For the first couple of rounds of the 1.2 km course, it was completely dark and not at all that fun being in the park alone, with only a few ducks to keep me company. After a while, however, the sun started to appear, and so did other earlybirds, and the powerful sunrise made the rest of my run rather magical.

SPRING AT LAST!

I cannot even begin to describe the feeling of pure happiness I get by seeing the final remains of snow rapidly melting away. Nothing beats waking up to sun and temperatures above the freezing level; not having to shovel snow or scraping the car windows for ice. Spring is FINALLY here, and I LOVE it!

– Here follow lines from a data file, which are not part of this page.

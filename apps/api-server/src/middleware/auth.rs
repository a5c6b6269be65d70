//! Authentication extractors.

use actix_web::{FromRequest, HttpRequest, dev::Payload, http::StatusCode, http::header};
use std::future::{Ready, ready};
use std::sync::Arc;

use garage_core::domain::UserRole;
use garage_core::ports::{AuthError, TokenClaims, TokenService};
use garage_core::services::Actor;
use garage_shared::ErrorResponse;

/// Authenticated user identity extractor.
///
/// Use this in handlers to require authentication:
/// ```ignore
/// async fn protected_route(identity: Identity) -> impl Responder {
///     format!("Hello, {}!", identity.name)
/// }
/// ```
#[derive(Debug, Clone)]
pub struct Identity {
    pub user_id: uuid::Uuid,
    pub email: String,
    pub name: String,
    pub role: UserRole,
}

impl Identity {
    /// The caller as seen by the forum services.
    pub fn actor(&self) -> Actor {
        Actor {
            user_id: self.user_id,
            role: self.role,
        }
    }
}

impl From<TokenClaims> for Identity {
    fn from(claims: TokenClaims) -> Self {
        Self {
            user_id: claims.user_id,
            email: claims.email,
            name: claims.name,
            role: claims.role,
        }
    }
}

/// Error type for authentication failures.
#[derive(Debug)]
pub struct AuthenticationError(pub AuthError);

impl std::fmt::Display for AuthenticationError {
    fn fmt(&self, f: &mut std::fmt::Formatter<'_>) -> std::fmt::Result {
        write!(f, "{}", self.0)
    }
}

impl actix_web::ResponseError for AuthenticationError {
    fn status_code(&self) -> StatusCode {
        match &self.0 {
            AuthError::TokenExpired
            | AuthError::InvalidToken(_)
            | AuthError::MissingAuth
            | AuthError::InvalidCredentials => StatusCode::UNAUTHORIZED,
            AuthError::InsufficientPermissions => StatusCode::FORBIDDEN,
            AuthError::WeakPassword { .. } => StatusCode::BAD_REQUEST,
            AuthError::HashingError(_) => StatusCode::INTERNAL_SERVER_ERROR,
        }
    }

    fn error_response(&self) -> actix_web::HttpResponse {
        let error = match &self.0 {
            AuthError::TokenExpired => ErrorResponse::unauthorized(
                "認証トークンの有効期限が切れています。再度ログインしてください",
            ),
            AuthError::InvalidToken(msg) => {
                tracing::debug!(reason = %msg, "Rejected bearer token");
                ErrorResponse::unauthorized("無効な認証トークンです")
            }
            AuthError::MissingAuth | AuthError::InvalidCredentials => {
                ErrorResponse::unauthorized("ログインが必要です")
            }
            AuthError::InsufficientPermissions => ErrorResponse::forbidden("権限がありません"),
            AuthError::WeakPassword { .. } => {
                ErrorResponse::bad_request("パスワードは6文字以上で入力してください")
            }
            AuthError::HashingError(_) => ErrorResponse::internal_error(),
        };

        actix_web::HttpResponse::build(self.status_code()).json(error)
    }
}

fn authenticate(req: &HttpRequest) -> Result<Identity, AuthenticationError> {
    let token_service = req
        .app_data::<actix_web::web::Data<Arc<dyn TokenService>>>()
        .ok_or_else(|| {
            tracing::error!("TokenService not found in app data");
            AuthenticationError(AuthError::InvalidToken(
                "Server configuration error".to_string(),
            ))
        })?;

    let auth_header = req
        .headers()
        .get(header::AUTHORIZATION)
        .ok_or(AuthenticationError(AuthError::MissingAuth))?;

    let auth_str = auth_header.to_str().map_err(|_| {
        AuthenticationError(AuthError::InvalidToken(
            "Invalid authorization header".to_string(),
        ))
    })?;

    let token = auth_str.strip_prefix("Bearer ").ok_or_else(|| {
        AuthenticationError(AuthError::InvalidToken(
            "Expected Bearer token".to_string(),
        ))
    })?;

    token_service
        .validate_token(token.trim())
        .map(Identity::from)
        .map_err(AuthenticationError)
}

impl FromRequest for Identity {
    type Error = AuthenticationError;
    type Future = Ready<Result<Self, Self::Error>>;

    fn from_request(req: &HttpRequest, _payload: &mut Payload) -> Self::Future {
        ready(authenticate(req))
    }
}

/// Optional identity extractor - doesn't fail if not authenticated.
pub struct OptionalIdentity(pub Option<Identity>);

impl FromRequest for OptionalIdentity {
    type Error = actix_web::Error;
    type Future = Ready<Result<Self, Self::Error>>;

    fn from_request(req: &HttpRequest, _payload: &mut Payload) -> Self::Future {
        ready(Ok(OptionalIdentity(authenticate(req).ok())))
    }
}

But, let us not get totally crazy yet… The sun still has a job to do. It’s not like I am going to shed any of my three layers lf clothing quite yet, but despite the cold wind, today was a pretty good start. I even left my hat and gloves in the car when I went for my morning-jog, so how crazy am I?

  

The resurrection of a wogger

OK, so the plan after Tokyo Marathon was to just throw in the towel, call it a quits and just burn my running shoes and start fresh with another sport where I at least have a trace of talent. But, during the maaaany hours, soaking wet, in the rainy streets of Tokyo got me thinking…

I mean, wouldn’t it be nice for once being a bit mote prepared than a lousy 15 km before a marathon? That would be new, right? To have time for more longruns, not to be in incruciating pain for the last 30 Km, being dragged half unconcious away from the finishing line (clutching my medal, of course…). So, from nearly raising the white flag I have done a 360 and am now not only aiming for my 14th marathon, but I am also aiming for a personal best within the next 2 years.

Whether I’ll make it or not is still uncertain, but after reading about 70 year old  Gene Dykes  who rushed through a marathon in 2:54:23, I am at least not concerned about age being a risk factor. I should still have a few good years left before the decay engulfs me completely.

After finalizing my goal, I started with a couple of days with rest. To my defence, it was due to me having to paint an apartment and assemble junior’s gaming chair and desk (which is quite time consuming when you ate all thumbs). Tomorrow, however, I will start my journey towards a personal best, so wish me luck..

5 Marathons on my Bucket List

Alas, so the great Abbott World Marathon Majors-adventure has come to an end. Or, at least to a pause; the rumor is that they are actually expanding from 6 to 8 or 9 marathons within short. When decided, we of course will need to run these, so that we can maintain or status as Abbott 6/8/9 Star Finishers.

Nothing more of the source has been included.